Task description >> Give back, exactly and with nothing added, the lines that run from the one containing "assert!(!options.cache_enabled);" to the final line below.

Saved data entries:
★ ★ ★ ★
//! Cache-aware resolution of metadata, images and rendered previews.
//!
//! ### Hit policy
//! - Metadata: serve a decodable cache entry, else fetch and best-effort persist.
//! - Image: serve the cached PNG path, else materialize, convert and write.
//!   Failures degrade to "no image".
//! - Render: a cached card short-circuits everything, including the metadata
//!   fetch. Otherwise metadata, render, write.
//!
//! ### Disabled cache
//! Nothing is read. Metadata is not written; image and render artifacts are
//! still written since the response has to name a file.

mod image;
mod metadata;
mod render;

use std::future::Future;
use std::time::Duration;

pub use self::image::resolve_image;
pub use metadata::resolve_metadata;
pub use render::render_preview;

use crate::{AppConfig, Error};

/// Per-invocation options threaded through every resolver call.
#[derive(Debug, Clone, Copy, PartialEq, Eq)]
pub struct ResolveOptions {
    /// Whether to consult and populate the cache.
    pub cache_enabled: bool,
    /// Upper bound for each external call.
    pub timeout: Duration,
    /// Silence stderr while the metadata provider runs.
    pub quiet_provider: bool,
}

impl ResolveOptions {
    pub fn from_config(config: &AppConfig, cache_enabled: bool) -> Self {
        Self { cache_enabled, timeout: config.timeout(), quiet_provider: config.quiet_provider }
    }
}

impl Default for ResolveOptions {
    fn default() -> Self {
        Self::from_config(&AppConfig::default(), true)
    }
}

/// Await `fut`, failing with [`Error::FetchTimeout`] after `timeout`.
async fn bounded<T>(timeout: Duration, what: &str, fut: impl Future<Output = Result<T, Error>>) -> Result<T, Error> {
    tokio::time::timeout(timeout, fut)
        .await
        .map_err(|_| Error::FetchTimeout(format!("{what} timed out after {}ms", timeout.as_millis())))?
}


#[cfg(test)]
mod tests {
    use super::*;

    #[test]
    fn test_options_from_config() {
        let config = AppConfig { timeout_ms: 1_500, quiet_provider: false, ..Default::default() };
        let options = ResolveOptions::from_config(&config, false);
        assert!(!options.cache_enabled);
        assert!(!options.quiet_provider);
        assert_eq!(options.timeout, Duration::from_millis(1_500));
    }

    #[test]
    fn test_default_options_use_cache() {
        let options = ResolveOptions::default();
        assert!(options.cache_enabled);
        assert_eq!(options.timeout, Duration::from_millis(30_000));
    }

    #[tokio::test(start_paused = true)]
    async fn test_bounded_times_out() {
        let result: Result<(), Error> = bounded(Duration::from_millis(100), "page fetch", async {
            tokio::time::sleep(Duration::from_secs(60)).await;
            Ok(())
        })
        .await;

        assert!(matches!(result, Err(Error::FetchTimeout(msg)) if msg == "page fetch timed out after 100ms"));
    }

    #[tokio::test]
    async fn test_bounded_passes_through() {
        let result = bounded(Duration::from_secs(1), "page fetch", async { Ok(7) }).await;
        assert_eq!(result.unwrap(), 7);
    }
}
★ ★ ★ ★
Output below >>
        assert!(!options.cache_enabled);
        assert!(!options.quiet_provider);
        assert_eq!(options.timeout, Duration::from_millis(1_500));
    }

    #[test]
    fn test_default_options_use_cache() {
        let options = ResolveOptions::default();
        assert!(options.cache_enabled);
        assert_eq!(options.timeout, Duration::from_millis(30_000));
    }

    #[tokio::test(start_paused = true)]
    async fn test_bounded_times_out() {
        let result: Result<(), Error> = bounded(Duration::from_millis(100), "page fetch", async {
            tokio::time::sleep(Duration::from_secs(60)).await;
            Ok(())
        })
        .await;

        assert!(matches!(result, Err(Error::FetchTimeout(msg)) if msg == "page fetch timed out after 100ms"));
    }

    #[tokio::test]
    async fn test_bounded_passes_through() {
        let result = bounded(Duration::from_secs(1), "page fetch", async { Ok(7) }).await;
        assert_eq!(result.unwrap(), 7);
    }
}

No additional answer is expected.